Every line from the one with "filename src/core/domain/model/server_stats.rs" to the one with "pub struct ServerStats", including those two, is to be copied exactly; all other lines of the entries below are left out.

[Data records]
────────────────

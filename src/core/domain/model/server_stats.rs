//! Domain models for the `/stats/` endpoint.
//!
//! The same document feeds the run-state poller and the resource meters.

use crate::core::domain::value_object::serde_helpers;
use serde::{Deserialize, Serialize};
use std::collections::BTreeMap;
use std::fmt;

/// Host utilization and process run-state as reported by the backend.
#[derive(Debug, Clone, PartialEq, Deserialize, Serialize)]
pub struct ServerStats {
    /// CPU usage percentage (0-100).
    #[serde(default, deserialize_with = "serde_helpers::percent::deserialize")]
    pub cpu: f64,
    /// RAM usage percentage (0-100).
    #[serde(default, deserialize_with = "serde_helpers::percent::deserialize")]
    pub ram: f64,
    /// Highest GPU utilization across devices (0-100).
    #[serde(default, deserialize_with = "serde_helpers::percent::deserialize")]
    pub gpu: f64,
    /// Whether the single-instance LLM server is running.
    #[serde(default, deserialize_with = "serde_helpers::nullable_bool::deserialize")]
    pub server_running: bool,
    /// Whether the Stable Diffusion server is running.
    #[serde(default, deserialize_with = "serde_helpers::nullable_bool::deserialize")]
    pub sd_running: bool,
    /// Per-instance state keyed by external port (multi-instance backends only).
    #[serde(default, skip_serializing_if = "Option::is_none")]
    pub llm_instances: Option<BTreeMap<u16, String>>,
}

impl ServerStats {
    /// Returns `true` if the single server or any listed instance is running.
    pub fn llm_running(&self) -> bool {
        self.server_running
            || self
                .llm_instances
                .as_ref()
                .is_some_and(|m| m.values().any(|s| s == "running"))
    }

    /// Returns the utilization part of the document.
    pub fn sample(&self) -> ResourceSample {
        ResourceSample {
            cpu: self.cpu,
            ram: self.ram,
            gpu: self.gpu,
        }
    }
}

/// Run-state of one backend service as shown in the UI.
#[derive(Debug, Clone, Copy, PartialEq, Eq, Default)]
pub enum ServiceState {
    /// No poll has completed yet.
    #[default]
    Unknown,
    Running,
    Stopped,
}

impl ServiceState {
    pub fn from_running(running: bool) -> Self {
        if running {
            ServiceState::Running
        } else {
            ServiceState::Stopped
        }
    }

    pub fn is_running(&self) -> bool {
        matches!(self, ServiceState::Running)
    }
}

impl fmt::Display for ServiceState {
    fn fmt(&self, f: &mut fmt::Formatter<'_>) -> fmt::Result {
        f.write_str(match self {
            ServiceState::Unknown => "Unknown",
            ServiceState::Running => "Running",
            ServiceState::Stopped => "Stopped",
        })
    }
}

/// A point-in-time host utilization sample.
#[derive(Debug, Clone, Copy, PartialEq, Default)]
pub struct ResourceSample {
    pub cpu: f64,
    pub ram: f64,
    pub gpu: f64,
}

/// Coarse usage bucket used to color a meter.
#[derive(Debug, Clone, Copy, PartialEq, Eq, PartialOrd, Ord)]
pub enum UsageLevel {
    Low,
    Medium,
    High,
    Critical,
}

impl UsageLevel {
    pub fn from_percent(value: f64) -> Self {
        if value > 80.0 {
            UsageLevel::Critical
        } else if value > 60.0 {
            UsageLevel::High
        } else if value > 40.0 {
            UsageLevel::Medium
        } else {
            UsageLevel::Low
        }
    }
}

────────────────

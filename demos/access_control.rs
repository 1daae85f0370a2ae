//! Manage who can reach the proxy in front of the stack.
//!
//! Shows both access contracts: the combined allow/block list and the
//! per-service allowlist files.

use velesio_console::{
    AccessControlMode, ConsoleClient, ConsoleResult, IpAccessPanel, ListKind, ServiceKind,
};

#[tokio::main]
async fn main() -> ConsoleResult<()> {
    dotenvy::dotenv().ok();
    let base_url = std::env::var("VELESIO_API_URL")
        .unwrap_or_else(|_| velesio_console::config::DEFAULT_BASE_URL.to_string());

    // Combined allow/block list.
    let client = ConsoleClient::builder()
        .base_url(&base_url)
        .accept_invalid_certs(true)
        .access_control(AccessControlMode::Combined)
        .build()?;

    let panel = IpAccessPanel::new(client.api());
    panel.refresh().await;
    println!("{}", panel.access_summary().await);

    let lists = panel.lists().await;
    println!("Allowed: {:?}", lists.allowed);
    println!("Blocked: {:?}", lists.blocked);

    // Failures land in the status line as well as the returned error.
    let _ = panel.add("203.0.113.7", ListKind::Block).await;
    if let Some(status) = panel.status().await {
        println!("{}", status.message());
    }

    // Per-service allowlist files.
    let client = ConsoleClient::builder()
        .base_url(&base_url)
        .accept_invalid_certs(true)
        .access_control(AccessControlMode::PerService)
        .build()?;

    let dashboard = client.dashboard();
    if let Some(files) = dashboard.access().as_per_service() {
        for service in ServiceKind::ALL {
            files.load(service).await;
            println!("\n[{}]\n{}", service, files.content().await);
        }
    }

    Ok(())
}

────────────────

**Output of the task:**
filename src/core/domain/model/server_stats.rs
//! Domain models for the `/stats/` endpoint.
//!
//! The same document feeds the run-state poller and the resource meters.

use crate::core::domain::value_object::serde_helpers;
use serde::{Deserialize, Serialize};
use std::collections::BTreeMap;
use std::fmt;

/// Host utilization and process run-state as reported by the backend.
#[derive(Debug, Clone, PartialEq, Deserialize, Serialize)]
pub struct ServerStats {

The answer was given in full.